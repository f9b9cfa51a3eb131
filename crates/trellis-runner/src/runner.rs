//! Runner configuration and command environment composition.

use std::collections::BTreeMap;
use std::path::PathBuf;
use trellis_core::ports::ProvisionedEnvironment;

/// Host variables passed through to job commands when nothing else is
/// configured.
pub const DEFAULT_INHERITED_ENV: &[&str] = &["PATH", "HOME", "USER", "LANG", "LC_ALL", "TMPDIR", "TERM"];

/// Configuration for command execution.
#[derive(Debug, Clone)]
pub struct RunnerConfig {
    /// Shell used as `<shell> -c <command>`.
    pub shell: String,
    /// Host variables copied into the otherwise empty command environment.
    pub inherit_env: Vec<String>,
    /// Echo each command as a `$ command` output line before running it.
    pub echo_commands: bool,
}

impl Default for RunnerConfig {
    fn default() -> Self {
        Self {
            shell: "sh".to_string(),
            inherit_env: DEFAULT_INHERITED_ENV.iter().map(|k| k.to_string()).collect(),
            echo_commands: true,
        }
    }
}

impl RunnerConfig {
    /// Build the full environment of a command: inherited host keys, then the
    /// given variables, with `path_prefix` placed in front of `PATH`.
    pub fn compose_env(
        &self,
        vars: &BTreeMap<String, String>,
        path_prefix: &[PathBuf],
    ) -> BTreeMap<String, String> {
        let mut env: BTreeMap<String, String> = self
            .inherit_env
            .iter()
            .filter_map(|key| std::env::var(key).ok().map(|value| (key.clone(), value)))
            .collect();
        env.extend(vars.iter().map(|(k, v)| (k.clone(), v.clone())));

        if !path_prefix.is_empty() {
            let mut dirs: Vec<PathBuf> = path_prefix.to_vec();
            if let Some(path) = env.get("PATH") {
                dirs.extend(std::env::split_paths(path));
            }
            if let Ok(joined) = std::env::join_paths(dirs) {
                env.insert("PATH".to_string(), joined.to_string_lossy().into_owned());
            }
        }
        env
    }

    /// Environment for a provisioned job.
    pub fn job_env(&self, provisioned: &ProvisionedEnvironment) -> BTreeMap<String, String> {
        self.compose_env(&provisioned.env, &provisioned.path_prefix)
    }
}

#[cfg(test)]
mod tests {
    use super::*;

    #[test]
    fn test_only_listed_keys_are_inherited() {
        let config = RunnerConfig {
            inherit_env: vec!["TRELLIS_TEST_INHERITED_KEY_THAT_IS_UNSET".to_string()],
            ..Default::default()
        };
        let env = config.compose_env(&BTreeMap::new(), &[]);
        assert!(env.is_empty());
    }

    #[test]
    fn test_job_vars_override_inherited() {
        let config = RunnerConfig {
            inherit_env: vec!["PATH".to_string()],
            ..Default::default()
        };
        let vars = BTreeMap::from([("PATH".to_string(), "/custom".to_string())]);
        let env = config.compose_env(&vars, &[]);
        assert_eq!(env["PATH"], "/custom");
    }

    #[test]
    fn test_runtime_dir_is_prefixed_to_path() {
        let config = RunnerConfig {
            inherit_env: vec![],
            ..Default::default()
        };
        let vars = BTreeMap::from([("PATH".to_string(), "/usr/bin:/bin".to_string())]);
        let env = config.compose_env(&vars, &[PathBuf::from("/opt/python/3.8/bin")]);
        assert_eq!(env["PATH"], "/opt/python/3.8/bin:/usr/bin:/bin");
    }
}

---

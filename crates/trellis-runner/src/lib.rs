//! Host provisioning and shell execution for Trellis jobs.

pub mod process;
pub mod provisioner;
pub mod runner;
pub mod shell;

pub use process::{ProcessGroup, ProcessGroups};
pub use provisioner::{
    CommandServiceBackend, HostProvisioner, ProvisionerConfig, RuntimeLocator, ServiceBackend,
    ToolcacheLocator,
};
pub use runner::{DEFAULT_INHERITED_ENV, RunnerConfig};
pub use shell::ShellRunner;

==

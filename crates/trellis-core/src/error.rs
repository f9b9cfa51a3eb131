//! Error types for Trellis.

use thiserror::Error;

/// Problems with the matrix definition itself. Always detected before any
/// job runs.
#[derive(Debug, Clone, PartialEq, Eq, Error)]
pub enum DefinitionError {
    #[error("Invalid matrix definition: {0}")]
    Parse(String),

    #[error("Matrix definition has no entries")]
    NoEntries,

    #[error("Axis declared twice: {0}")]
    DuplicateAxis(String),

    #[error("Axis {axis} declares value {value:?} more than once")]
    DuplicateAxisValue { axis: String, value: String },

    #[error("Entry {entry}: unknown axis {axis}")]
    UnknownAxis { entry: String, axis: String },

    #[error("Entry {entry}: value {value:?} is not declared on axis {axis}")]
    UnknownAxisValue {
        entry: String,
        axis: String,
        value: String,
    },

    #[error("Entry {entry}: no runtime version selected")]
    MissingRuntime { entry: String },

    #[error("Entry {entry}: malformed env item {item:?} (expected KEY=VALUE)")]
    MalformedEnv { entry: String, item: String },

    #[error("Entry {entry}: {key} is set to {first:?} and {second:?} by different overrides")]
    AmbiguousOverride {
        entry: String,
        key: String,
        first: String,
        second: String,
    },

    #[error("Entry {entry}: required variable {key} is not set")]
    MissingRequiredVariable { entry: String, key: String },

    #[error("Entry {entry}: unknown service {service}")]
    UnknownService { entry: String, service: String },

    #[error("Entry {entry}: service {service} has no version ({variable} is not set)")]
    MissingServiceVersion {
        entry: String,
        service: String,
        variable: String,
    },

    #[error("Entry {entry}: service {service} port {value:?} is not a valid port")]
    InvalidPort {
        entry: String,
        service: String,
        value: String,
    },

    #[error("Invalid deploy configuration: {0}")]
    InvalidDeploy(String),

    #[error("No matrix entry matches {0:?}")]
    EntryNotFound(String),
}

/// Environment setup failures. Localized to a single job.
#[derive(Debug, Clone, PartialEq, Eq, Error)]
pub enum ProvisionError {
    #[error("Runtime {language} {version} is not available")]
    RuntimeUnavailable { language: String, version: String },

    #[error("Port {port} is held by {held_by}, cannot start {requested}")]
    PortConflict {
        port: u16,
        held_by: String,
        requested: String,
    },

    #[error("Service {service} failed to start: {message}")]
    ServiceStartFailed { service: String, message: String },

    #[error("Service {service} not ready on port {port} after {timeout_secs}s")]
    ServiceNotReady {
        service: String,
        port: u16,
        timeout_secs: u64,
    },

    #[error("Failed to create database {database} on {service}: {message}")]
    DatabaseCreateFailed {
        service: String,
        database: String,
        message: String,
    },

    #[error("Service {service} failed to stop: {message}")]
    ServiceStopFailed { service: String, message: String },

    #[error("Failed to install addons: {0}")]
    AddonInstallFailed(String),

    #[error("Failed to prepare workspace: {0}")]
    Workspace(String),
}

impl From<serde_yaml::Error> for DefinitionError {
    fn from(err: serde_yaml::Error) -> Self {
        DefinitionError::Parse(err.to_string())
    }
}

DIRECTIONS -
Using only the data above, copy out the lines that include the word "message".

ANSWER TO THE PROBLEM -
    #[error("Service {service} failed to start: {message}")]
    ServiceStartFailed { service: String, message: String },
    #[error("Failed to create database {database} on {service}: {message}")]
        message: String,
    #[error("Service {service} failed to stop: {message}")]
    ServiceStopFailed { service: String, message: String },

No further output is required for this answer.